Training Data Management: Rolling vs Expanding Window

The choice between rolling window and expanding window training data has significant implications:

# src/retraining/data_strategy.py

def rolling_window_strategy(
    end_date,
    window_days: int = 30,
    feature_store_client=None,
) -> str:
    """
    Rolling window: use only the last N days of data.

    Pros:
    - Model stays current - not dominated by old patterns
    - Consistent training data size (predictable training time)
    - Natural forgetting of outdated patterns (good for fraud)

    Cons:
    - Loses long-term patterns
    - Requires enough data in the window for good model performance

    Best for: fraud detection, demand forecasting, news ranking
    """
    start_date = end_date - timedelta(days=window_days)
    return fetch_date_range(start_date, end_date, feature_store_client)

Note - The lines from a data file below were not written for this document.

use std::fs;
use std::path::Path;

use anyhow::{Context, Result};
use serde::{Deserialize, Serialize};

use crate::responses::Response;
use crate::result::ResultSet;

/// A scored session as written by `--output`.
#[derive(Serialize, Deserialize, Clone, Debug, PartialEq)]
pub struct SessionExport {
    pub completed_at: String,
    pub endpoint: String,
    pub responses: Vec<Response>,
    pub result: ResultSet,
}

impl SessionExport {
    pub fn new(endpoint: &str, responses: Vec<Response>, result: ResultSet) -> Self {
        Self {
            completed_at: chrono::Local::now().to_rfc3339(),
            endpoint: endpoint.to_string(),
            responses,
            result,
        }
    }

    /// Write the export as pretty JSON: temp file first, then rename, so a
    /// reader never sees a half-written document.
    pub fn write(&self, output_path: &Path) -> Result<()> {
        if let Some(parent) = output_path.parent() {
            if !parent.as_os_str().is_empty() {
                fs::create_dir_all(parent)
                    .with_context(|| format!("failed to create {}", parent.display()))?;
            }
        }

        let temp_path = output_path.with_extension("tmp");
        let json = serde_json::to_string_pretty(self)?;

        fs::write(&temp_path, json)
            .with_context(|| format!("failed to write {}", temp_path.display()))?;
        fs::rename(&temp_path, output_path)
            .with_context(|| format!("failed to move export into {}", output_path.display()))?;

        tracing::info!(path = %output_path.display(), "session exported");
        Ok(())
    }
}

// ---------------------------------------------------------------------------
// Tests
// ---------------------------------------------------------------------------
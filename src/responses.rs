use std::collections::HashMap;

use serde::{Deserialize, Serialize};

use crate::catalog::Catalog;
use crate::error::ValidationError;

pub const MIN_SCORE: u8 = 1;
pub const MAX_SCORE: u8 = 5;

// ---------------------------------------------------------------------------
// Wire types
// ---------------------------------------------------------------------------

#[derive(Serialize, Deserialize, Clone, Copy, Debug, PartialEq, Eq)]
#[serde(rename_all = "camelCase")]
pub struct Response {
    pub question_id: u32,
    pub score: u8,
}

/// Body of `POST /api/calculate`. Also the format accepted by `--answers`.
#[derive(Serialize, Deserialize, Clone, Debug, PartialEq)]
pub struct CalculateRequest {
    pub responses: Vec<Response>,
}

// ---------------------------------------------------------------------------
// QuestionState
// ---------------------------------------------------------------------------

/// Per-question selection state. There is no way back to `Unanswered`.
#[derive(Clone, Copy, Debug, PartialEq, Eq)]
pub enum QuestionState {
    Unanswered,
    Answered(u8),
}

// ---------------------------------------------------------------------------
// ResponseStore
// ---------------------------------------------------------------------------

/// At most one score per catalog question; the last write wins.
#[derive(Clone, Debug)]
pub struct ResponseStore {
    /// Catalog ids in order, used for completeness checks and serialization.
    order: Vec<u32>,
    scores: HashMap<u32, u8>,
}

impl ResponseStore {
    pub fn new(catalog: &Catalog) -> Self {
        Self {
            order: catalog.ids().collect(),
            scores: HashMap::new(),
        }
    }

    /// Upsert a response. Out-of-range scores and unknown ids are rejected
    /// without touching the store.
    pub fn record_response(&mut self, question_id: u32, score: i64) -> Result<(), ValidationError> {
        if !self.order.contains(&question_id) {
            return Err(ValidationError::UnknownQuestion(question_id));
        }
        if score < MIN_SCORE as i64 || score > MAX_SCORE as i64 {
            return Err(ValidationError::ScoreOutOfRange { question_id, score });
        }

        self.scores.insert(question_id, score as u8);
        Ok(())
    }

    pub fn is_complete(&self) -> bool {
        self.order.iter().all(|id| self.scores.contains_key(id))
    }

    /// Answered / total, in `[0, 1]`.
    pub fn progress_fraction(&self) -> f64 {
        if self.order.is_empty() {
            return 0.0;
        }
        self.answered_count() as f64 / self.order.len() as f64
    }

    pub fn answered_count(&self) -> usize {
        self.scores.len()
    }

    pub fn total(&self) -> usize {
        self.order.len()
    }

    pub fn score_of(&self, question_id: u32) -> Option<u8> {
        self.scores.get(&question_id).copied()
    }

    pub fn state_of(&self, question_id: u32) -> QuestionState {
        match self.score_of(question_id) {
            Some(score) => QuestionState::Answered(score),
            None => QuestionState::Unanswered,
        }
    }

    /// Answered responses in catalog order.
    pub fn responses(&self) -> Vec<Response> {
        self.order
            .iter()
            .filter_map(|&id| {
                self.score_of(id).map(|score| Response {
                    question_id: id,
                    score,
                })
            })
            .collect()
    }

    pub fn to_request(&self) -> CalculateRequest {
        CalculateRequest {
            responses: self.responses(),
        }
    }

    /// Fill the store from a request body, stopping at the first invalid entry.
    pub fn load_request(&mut self, request: &CalculateRequest) -> Result<(), ValidationError> {
        for r in &request.responses {
            self.record_response(r.question_id, r.score as i64)?;
        }
        Ok(())
    }
}

// ---------------------------------------------------------------------------
// Tests
// ---------------------------------------------------------------------------
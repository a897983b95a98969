use std::io::stdout;
use std::path::PathBuf;
use std::sync::mpsc::{self, Receiver, RecvTimeoutError};
use std::thread;
use std::time::Duration;

use anyhow::Result;
use crossterm::event::{self, Event, KeyCode, KeyEvent, KeyEventKind, KeyModifiers};
use crossterm::execute;
use crossterm::terminal::{
    disable_raw_mode, enable_raw_mode, EnterAlternateScreen, LeaveAlternateScreen,
};
use ratatui::backend::{Backend, CrosstermBackend};
use ratatui::Terminal;

use crate::catalog::Catalog;
use crate::client::SubmissionClient;
use crate::error::SubmitError;
use crate::export::SessionExport;
use crate::pagination::Pager;
use crate::renderer::{self, ResultView, Screen};
use crate::responses::{CalculateRequest, ResponseStore};
use crate::result::{self, ResultSet};

/// One-line message shown next to the key legend.
#[derive(Clone, Debug, PartialEq)]
pub enum Notice {
    Info(String),
    Error(String),
}

#[derive(Clone, Copy, Debug, PartialEq, Eq)]
pub enum Action {
    Continue,
    Quit,
}

/// A scoring request running on a worker thread.
struct PendingSubmission {
    rx: Receiver<Result<ResultSet, SubmitError>>,
    request: CalculateRequest,
}

/// Questionnaire state. Every mutation goes through a named method so the
/// store and pager invariants hold no matter which key triggered it.
pub struct App {
    pub catalog: Catalog,
    pub store: ResponseStore,
    pub pager: Pager,
    pub client: SubmissionClient,
    /// Index of the focused question within the current page.
    pub cursor: usize,
    pub result: Option<ResultSet>,
    pub result_view: ResultView,
    pub notice: Option<Notice>,
    pub output: Option<PathBuf>,
    pending: Option<PendingSubmission>,
}

impl App {
    pub fn new(
        catalog: Catalog,
        page_size: usize,
        client: SubmissionClient,
        output: Option<PathBuf>,
    ) -> Self {
        let store = ResponseStore::new(&catalog);
        let pager = Pager::new(catalog.len(), page_size);

        Self {
            catalog,
            store,
            pager,
            client,
            cursor: 0,
            result: None,
            result_view: ResultView::Bars,
            notice: None,
            output,
            pending: None,
        }
    }

    pub fn is_submitting(&self) -> bool {
        self.pending.is_some()
    }

    pub fn can_submit(&self) -> bool {
        !self.is_submitting() && self.client.check(&self.store).is_ok()
    }

    fn page_len(&self) -> usize {
        self.pager.current_range().len()
    }

    // -----------------------------------------------------------------------
    // Operations
    // -----------------------------------------------------------------------

    /// Record `score` for the focused question, then move the cursor to the
    /// next unanswered question on the page.
    pub fn answer(&mut self, score: i64) {
        let Some(question) = self.pager.page_questions(&self.catalog).get(self.cursor) else {
            return;
        };
        let (question_id, category) = (question.id, question.category);

        if let Err(e) = self.store.record_response(question_id, score) {
            self.notice = Some(Notice::Error(e.to_string()));
            return;
        }
        tracing::debug!(
            question_id,
            category = category.as_str(),
            score,
            "response recorded"
        );

        if let Some(next) =
            self.pager
                .first_unanswered(&self.catalog, &self.store, self.cursor + 1)
        {
            self.cursor = next;
        }

        self.notice = if self.store.is_complete() {
            Some(Notice::Info(
                "All questions answered. Press s to see your results.".to_string(),
            ))
        } else if self.pager.is_page_complete(&self.catalog, &self.store) && !self.pager.is_last()
        {
            Some(Notice::Info(
                "Page complete. Press n for the next page.".to_string(),
            ))
        } else {
            None
        };
    }

    pub fn move_cursor(&mut self, delta: isize) {
        let len = self.page_len();
        if len == 0 {
            return;
        }
        let target = self.cursor as isize + delta;
        self.cursor = target.clamp(0, len as isize - 1) as usize;
    }

    pub fn next_page(&mut self) -> bool {
        if self.pager.is_last() {
            return false;
        }
        if !self.pager.next(&self.catalog, &self.store) {
            let page = self.pager.page_questions(&self.catalog);
            let answered = page
                .iter()
                .filter(|q| self.store.score_of(q.id).is_some())
                .count();
            self.notice = Some(Notice::Error(format!(
                "Answer every question on this page first ({}/{})",
                answered,
                page.len()
            )));
            return false;
        }

        self.cursor = self
            .pager
            .first_unanswered(&self.catalog, &self.store, 0)
            .unwrap_or(0);
        self.notice = None;
        true
    }

    pub fn prev_page(&mut self) -> bool {
        if !self.pager.prev() {
            return false;
        }
        self.cursor = 0;
        self.notice = None;
        true
    }

    /// Start a submission on a worker thread. Refused, without touching the
    /// client, while one is in flight or while any question is unanswered.
    pub fn request_submit(&mut self) -> bool {
        if self.is_submitting() {
            self.notice = Some(Notice::Info(
                "Already waiting for the scoring service".to_string(),
            ));
            return false;
        }
        if let Err(e) = self.client.check(&self.store) {
            self.notice = Some(Notice::Error(e.to_string()));
            return false;
        }

        let (tx, rx) = mpsc::channel();
        let client = self.client.clone();
        let request = self.store.to_request();
        let body = request.clone();
        thread::spawn(move || {
            let _ = tx.send(client.submit_request(&body));
        });

        self.pending = Some(PendingSubmission { rx, request });
        self.notice = Some(Notice::Info("Scoring...".to_string()));
        true
    }

    /// Collect the outcome of the in-flight submission, waiting at most
    /// `timeout`. Returns `true` once a submission has settled.
    pub fn poll_submission(&mut self, timeout: Duration) -> bool {
        let Some(pending) = &self.pending else {
            return false;
        };

        let outcome = match pending.rx.recv_timeout(timeout) {
            Ok(outcome) => outcome,
            Err(RecvTimeoutError::Timeout) => return false,
            Err(RecvTimeoutError::Disconnected) => Err(SubmitError::Transport(
                "submission worker stopped unexpectedly".to_string(),
            )),
        };

        let Some(pending) = self.pending.take() else {
            return false;
        };
        match outcome {
            Ok(scores) => {
                self.result = Some(scores);
                self.notice = Some(Notice::Info("Scores received".to_string()));
                self.export(pending.request, scores);
            }
            Err(e) => {
                // Responses stay as they are; the user can retry.
                self.notice = Some(Notice::Error(e.to_string()));
            }
        }
        true
    }

    fn export(&mut self, request: CalculateRequest, scores: ResultSet) {
        let Some(path) = &self.output else {
            return;
        };
        let export = SessionExport::new(self.client.endpoint(), request.responses, scores);
        match export.write(path) {
            Ok(()) => {
                self.notice = Some(Notice::Info(format!(
                    "Scores received and saved to {}",
                    path.display()
                )));
            }
            Err(e) => {
                tracing::warn!(error = %e, "export failed");
                self.notice = Some(Notice::Error(format!("Scores received but not saved: {e:#}")));
            }
        }
    }

    /// Apply one key press.
    pub fn handle_key(&mut self, key: KeyEvent) -> Action {
        if key.kind != KeyEventKind::Press {
            return Action::Continue;
        }
        // Ctrl+C always quits.
        if key.code == KeyCode::Char('c') && key.modifiers.contains(KeyModifiers::CONTROL) {
            return Action::Quit;
        }

        match key.code {
            KeyCode::Char('q') | KeyCode::Char('Q') | KeyCode::Esc => return Action::Quit,
            KeyCode::Char(c @ '1'..='5') => {
                self.answer(i64::from(c as u8 - b'0'));
            }
            KeyCode::Char('j') | KeyCode::Down => self.move_cursor(1),
            KeyCode::Char('k') | KeyCode::Up => self.move_cursor(-1),
            KeyCode::Char('g') | KeyCode::Home => self.cursor = 0,
            KeyCode::Char('G') | KeyCode::End => self.move_cursor(isize::MAX / 2),
            KeyCode::Char('n') | KeyCode::Right | KeyCode::PageDown | KeyCode::Tab => {
                self.next_page();
            }
            KeyCode::Char('p') | KeyCode::Left | KeyCode::PageUp | KeyCode::BackTab => {
                self.prev_page();
            }
            KeyCode::Char('s') | KeyCode::Enter => {
                self.request_submit();
            }
            KeyCode::Char('v') => {
                if self.result.is_some() {
                    self.result_view = self.result_view.toggled();
                }
            }
            _ => {}
        }

        Action::Continue
    }

    pub fn screen(&self) -> Screen<'_> {
        let range = self.pager.current_range();
        Screen {
            endpoint: self.client.endpoint(),
            page: self.pager.page_questions(&self.catalog),
            page_start: range.start,
            page_index: self.pager.current(),
            page_count: self.pager.page_count(),
            store: &self.store,
            cursor: self.cursor,
            can_next: self.pager.is_page_complete(&self.catalog, &self.store),
            is_last_page: self.pager.is_last(),
            submitting: self.is_submitting(),
            result: self.result.as_ref(),
            result_view: self.result_view,
            notice: self.notice.as_ref(),
        }
    }

    // -----------------------------------------------------------------------
    // Run loop
    // -----------------------------------------------------------------------

    /// Run the main TUI event loop.
    pub fn run(&mut self) -> Result<()> {
        enable_raw_mode()?;
        let mut out = stdout();
        execute!(out, EnterAlternateScreen)?;
        let backend = CrosstermBackend::new(out);
        let mut terminal = Terminal::new(backend)?;

        let outcome = self.event_loop(&mut terminal);

        // Cleanup -- restore the terminal even if the loop failed.
        disable_raw_mode()?;
        execute!(terminal.backend_mut(), LeaveAlternateScreen)?;
        terminal.show_cursor()?;
        outcome?;

        println!();
        match &self.result {
            Some(scores) => {
                println!("Your results:");
                for line in result::summary_lines(scores) {
                    println!("  {}", line);
                }
            }
            None => println!(
                "Answered {} of {} questions; no results yet.",
                self.store.answered_count(),
                self.store.total()
            ),
        }
        println!();

        Ok(())
    }

    fn event_loop<B: Backend>(&mut self, terminal: &mut Terminal<B>) -> Result<()> {
        loop {
            terminal.draw(|frame| renderer::render_ui(frame, &self.screen()))?;

            if event::poll(Duration::from_millis(100))? {
                if let Event::Key(key) = event::read()? {
                    if self.handle_key(key) == Action::Quit {
                        break;
                    }
                }
            }

            self.poll_submission(Duration::ZERO);
        }

        Ok(())
    }
}

// ---------------------------------------------------------------------------
// Tests
// ---------------------------------------------------------------------------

def expanding_window_strategy(
    end_date,
    min_start_date,
    feature_store_client=None,
) -> str:
    """
    Expanding window: use all data from min_start_date to end_date.

    Pros:
    - More data = generally better model
    - Captures long-term seasonal patterns

    Cons:
    - Training time grows unboundedly
    - Old data may hurt if distributions shifted

    Best for: rare event prediction, long-cycle seasonality
    """
    return fetch_date_range(min_start_date, end_date, feature_store_client)


def weighted_window_strategy(
    end_date,
    window_days: int = 90,
    recent_weight_multiplier: float = 3.0,
    feature_store_client=None,
) -> str:
    """
    Weighted window: include 90 days but oversample recent data.
    Compromise between rolling and expanding.

    Best for: models where long-term patterns matter but recent
    data is more predictive (e.g., credit risk).
    """
    import pandas as pd
    start_date = end_date - timedelta(days=window_days)
    df = fetch_date_range_as_df(start_date, end_date, feature_store_client)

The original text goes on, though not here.